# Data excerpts
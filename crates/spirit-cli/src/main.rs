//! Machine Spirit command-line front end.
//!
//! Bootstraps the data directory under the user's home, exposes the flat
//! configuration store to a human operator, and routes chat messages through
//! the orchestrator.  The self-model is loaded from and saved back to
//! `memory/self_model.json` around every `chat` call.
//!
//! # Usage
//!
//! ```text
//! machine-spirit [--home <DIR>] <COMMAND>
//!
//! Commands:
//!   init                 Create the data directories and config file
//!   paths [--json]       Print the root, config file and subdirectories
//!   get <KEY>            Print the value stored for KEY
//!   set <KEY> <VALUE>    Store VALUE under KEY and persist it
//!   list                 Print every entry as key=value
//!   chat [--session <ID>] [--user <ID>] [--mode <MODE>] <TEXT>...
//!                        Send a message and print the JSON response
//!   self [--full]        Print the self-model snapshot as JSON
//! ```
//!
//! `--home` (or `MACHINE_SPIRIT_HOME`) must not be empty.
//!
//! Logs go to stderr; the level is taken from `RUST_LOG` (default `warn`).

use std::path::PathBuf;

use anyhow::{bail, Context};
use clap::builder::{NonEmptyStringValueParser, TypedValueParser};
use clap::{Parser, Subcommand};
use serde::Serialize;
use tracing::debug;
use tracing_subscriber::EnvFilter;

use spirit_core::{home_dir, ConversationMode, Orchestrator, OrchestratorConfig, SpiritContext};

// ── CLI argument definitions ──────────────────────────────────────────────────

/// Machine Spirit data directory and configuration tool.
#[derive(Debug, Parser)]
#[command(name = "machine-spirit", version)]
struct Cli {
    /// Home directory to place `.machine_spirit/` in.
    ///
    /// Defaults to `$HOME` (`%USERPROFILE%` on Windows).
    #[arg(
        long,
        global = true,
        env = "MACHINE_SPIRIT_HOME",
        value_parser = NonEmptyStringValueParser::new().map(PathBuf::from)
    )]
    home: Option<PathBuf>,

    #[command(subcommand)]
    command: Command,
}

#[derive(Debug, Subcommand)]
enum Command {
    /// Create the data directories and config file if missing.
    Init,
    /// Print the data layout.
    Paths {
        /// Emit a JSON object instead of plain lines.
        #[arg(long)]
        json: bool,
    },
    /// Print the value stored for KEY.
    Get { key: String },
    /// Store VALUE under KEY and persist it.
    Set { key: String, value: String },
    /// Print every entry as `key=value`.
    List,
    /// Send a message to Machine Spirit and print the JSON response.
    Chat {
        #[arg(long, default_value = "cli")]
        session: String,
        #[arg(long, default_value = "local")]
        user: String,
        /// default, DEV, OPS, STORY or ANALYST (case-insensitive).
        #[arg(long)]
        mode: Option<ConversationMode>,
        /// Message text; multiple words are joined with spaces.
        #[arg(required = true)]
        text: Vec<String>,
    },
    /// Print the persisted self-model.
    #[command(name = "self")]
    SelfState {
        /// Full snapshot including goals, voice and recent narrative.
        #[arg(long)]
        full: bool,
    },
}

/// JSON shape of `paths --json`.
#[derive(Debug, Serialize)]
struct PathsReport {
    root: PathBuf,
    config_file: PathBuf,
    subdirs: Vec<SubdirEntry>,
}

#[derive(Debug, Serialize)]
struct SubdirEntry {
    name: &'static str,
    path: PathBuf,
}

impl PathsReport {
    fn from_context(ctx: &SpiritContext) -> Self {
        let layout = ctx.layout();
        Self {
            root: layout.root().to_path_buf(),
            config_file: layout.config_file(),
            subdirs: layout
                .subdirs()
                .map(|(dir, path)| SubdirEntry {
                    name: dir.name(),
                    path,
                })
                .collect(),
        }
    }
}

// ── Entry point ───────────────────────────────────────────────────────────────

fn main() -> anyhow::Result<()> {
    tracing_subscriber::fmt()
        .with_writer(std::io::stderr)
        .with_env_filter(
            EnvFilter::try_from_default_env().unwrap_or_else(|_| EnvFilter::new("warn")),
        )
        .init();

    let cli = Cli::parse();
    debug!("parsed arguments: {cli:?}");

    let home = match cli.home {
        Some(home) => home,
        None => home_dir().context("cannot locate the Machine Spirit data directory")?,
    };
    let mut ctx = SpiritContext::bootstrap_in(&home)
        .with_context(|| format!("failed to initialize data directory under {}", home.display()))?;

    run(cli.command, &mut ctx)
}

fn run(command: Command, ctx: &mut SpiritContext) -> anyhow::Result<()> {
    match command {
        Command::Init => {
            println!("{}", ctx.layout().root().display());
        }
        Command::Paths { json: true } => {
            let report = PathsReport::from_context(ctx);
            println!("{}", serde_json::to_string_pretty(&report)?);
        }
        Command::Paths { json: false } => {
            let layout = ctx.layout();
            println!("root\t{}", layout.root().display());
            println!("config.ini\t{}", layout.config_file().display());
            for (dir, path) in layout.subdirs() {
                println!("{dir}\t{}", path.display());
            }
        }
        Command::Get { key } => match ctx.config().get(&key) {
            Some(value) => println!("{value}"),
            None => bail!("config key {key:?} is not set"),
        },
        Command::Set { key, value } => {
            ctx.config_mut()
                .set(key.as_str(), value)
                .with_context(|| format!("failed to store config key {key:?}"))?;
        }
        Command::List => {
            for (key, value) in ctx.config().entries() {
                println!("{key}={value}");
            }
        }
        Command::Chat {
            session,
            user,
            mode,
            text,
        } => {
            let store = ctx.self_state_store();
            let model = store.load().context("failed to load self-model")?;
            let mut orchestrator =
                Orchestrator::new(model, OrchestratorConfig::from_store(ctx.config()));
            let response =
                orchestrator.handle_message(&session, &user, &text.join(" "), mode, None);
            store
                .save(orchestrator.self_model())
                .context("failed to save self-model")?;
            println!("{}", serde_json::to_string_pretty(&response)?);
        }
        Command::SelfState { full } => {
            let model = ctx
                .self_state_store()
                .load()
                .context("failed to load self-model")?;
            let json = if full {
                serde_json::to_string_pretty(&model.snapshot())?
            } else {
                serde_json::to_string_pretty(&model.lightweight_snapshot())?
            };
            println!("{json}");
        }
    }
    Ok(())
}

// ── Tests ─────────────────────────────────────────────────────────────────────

--

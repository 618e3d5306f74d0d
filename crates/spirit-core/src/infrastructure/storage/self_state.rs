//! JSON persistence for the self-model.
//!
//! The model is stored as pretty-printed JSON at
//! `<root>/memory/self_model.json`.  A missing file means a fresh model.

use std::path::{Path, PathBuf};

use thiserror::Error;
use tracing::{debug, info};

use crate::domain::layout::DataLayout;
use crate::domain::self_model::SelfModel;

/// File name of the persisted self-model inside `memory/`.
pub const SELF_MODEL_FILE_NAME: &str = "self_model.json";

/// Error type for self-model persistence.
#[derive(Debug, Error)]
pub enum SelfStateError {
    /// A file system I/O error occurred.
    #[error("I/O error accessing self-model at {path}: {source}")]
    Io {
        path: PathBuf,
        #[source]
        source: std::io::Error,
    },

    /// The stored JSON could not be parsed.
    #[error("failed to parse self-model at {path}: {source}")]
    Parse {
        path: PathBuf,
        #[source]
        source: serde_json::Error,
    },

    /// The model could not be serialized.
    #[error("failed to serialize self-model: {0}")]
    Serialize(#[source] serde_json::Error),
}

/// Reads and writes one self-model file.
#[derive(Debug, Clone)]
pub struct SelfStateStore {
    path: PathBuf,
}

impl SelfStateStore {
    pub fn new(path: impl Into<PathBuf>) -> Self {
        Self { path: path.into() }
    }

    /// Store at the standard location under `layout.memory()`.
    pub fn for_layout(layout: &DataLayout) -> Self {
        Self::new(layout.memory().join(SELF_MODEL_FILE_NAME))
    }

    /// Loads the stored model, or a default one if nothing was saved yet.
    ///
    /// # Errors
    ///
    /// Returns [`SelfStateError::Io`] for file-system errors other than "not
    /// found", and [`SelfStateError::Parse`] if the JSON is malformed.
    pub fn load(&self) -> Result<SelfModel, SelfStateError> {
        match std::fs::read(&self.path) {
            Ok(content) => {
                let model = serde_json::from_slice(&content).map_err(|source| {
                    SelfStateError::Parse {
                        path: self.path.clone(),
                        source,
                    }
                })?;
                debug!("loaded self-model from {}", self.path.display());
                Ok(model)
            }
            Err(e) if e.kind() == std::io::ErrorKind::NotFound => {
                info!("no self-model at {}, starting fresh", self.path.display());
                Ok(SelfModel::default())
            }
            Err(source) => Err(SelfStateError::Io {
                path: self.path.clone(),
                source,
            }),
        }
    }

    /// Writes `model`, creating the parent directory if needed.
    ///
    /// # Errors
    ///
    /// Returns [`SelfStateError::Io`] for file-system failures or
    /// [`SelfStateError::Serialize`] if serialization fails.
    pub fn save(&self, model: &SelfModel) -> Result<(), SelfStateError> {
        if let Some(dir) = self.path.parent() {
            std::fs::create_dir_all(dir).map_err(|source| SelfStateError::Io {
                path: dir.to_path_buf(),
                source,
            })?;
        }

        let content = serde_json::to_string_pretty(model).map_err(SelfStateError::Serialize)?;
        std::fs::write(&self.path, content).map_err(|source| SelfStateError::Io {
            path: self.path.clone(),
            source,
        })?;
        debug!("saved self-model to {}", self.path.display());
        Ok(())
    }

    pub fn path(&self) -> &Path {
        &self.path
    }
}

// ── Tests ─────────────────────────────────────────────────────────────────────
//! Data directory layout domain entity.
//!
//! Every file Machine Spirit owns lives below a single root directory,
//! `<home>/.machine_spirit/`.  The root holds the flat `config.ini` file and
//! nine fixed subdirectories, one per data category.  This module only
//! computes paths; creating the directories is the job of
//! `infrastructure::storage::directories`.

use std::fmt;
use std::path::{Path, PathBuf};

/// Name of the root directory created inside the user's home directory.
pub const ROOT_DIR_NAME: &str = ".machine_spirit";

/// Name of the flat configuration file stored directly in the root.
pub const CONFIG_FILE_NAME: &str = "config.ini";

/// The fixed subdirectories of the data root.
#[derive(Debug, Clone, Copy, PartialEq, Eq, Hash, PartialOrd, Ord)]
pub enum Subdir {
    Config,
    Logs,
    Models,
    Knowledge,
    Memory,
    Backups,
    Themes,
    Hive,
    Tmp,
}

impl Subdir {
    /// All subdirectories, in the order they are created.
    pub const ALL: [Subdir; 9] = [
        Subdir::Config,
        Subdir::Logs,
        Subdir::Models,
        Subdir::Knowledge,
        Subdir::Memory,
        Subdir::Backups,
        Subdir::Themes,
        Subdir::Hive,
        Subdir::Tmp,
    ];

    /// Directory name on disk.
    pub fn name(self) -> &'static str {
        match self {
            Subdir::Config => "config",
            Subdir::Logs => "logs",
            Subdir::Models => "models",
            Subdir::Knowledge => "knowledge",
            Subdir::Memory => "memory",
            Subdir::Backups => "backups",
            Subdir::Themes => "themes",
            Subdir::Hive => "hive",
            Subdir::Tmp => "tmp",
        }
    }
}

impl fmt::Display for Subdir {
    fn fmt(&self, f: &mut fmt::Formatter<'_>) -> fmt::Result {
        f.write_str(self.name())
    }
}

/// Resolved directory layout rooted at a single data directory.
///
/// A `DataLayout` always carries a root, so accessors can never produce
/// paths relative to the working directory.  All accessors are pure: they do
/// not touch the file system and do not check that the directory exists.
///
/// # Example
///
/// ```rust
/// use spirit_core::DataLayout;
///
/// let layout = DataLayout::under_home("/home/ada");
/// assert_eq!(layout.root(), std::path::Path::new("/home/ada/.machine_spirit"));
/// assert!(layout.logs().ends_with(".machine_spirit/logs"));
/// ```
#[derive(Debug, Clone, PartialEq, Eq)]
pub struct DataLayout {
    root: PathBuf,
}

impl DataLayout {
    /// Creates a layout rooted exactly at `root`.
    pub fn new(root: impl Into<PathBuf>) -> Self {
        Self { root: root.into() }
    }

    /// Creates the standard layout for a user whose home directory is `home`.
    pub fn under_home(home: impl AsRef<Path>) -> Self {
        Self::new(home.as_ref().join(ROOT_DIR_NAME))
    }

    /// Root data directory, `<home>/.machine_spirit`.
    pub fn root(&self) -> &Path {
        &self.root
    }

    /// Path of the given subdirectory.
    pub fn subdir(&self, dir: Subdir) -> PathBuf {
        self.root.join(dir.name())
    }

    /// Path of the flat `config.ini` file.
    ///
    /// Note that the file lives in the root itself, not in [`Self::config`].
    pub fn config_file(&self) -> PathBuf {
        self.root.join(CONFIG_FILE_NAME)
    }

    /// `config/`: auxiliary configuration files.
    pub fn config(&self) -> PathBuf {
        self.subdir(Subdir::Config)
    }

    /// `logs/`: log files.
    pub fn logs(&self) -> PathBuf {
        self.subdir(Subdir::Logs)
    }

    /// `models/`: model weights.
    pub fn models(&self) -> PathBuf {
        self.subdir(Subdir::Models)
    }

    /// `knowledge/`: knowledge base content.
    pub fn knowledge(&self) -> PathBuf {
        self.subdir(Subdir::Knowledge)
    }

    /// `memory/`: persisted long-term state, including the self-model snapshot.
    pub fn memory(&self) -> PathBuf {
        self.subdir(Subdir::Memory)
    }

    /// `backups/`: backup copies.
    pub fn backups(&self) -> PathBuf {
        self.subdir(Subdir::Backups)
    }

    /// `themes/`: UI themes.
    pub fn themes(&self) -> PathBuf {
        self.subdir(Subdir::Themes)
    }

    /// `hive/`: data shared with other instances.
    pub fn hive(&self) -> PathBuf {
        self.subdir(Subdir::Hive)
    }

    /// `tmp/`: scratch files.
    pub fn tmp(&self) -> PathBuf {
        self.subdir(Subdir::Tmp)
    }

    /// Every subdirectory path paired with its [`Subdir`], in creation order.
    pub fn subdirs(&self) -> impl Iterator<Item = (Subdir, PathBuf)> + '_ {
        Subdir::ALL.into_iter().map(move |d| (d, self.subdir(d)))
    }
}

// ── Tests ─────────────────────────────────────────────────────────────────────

# How to complete this task
Each line of the entries where the string "const" occurs should be shown.

# Solution to this problem
pub const SELF_MODEL_FILE_NAME: &str = "self_model.json";
pub const ROOT_DIR_NAME: &str = ".machine_spirit";
pub const CONFIG_FILE_NAME: &str = "config.ini";
    pub const ALL: [Subdir; 9] = [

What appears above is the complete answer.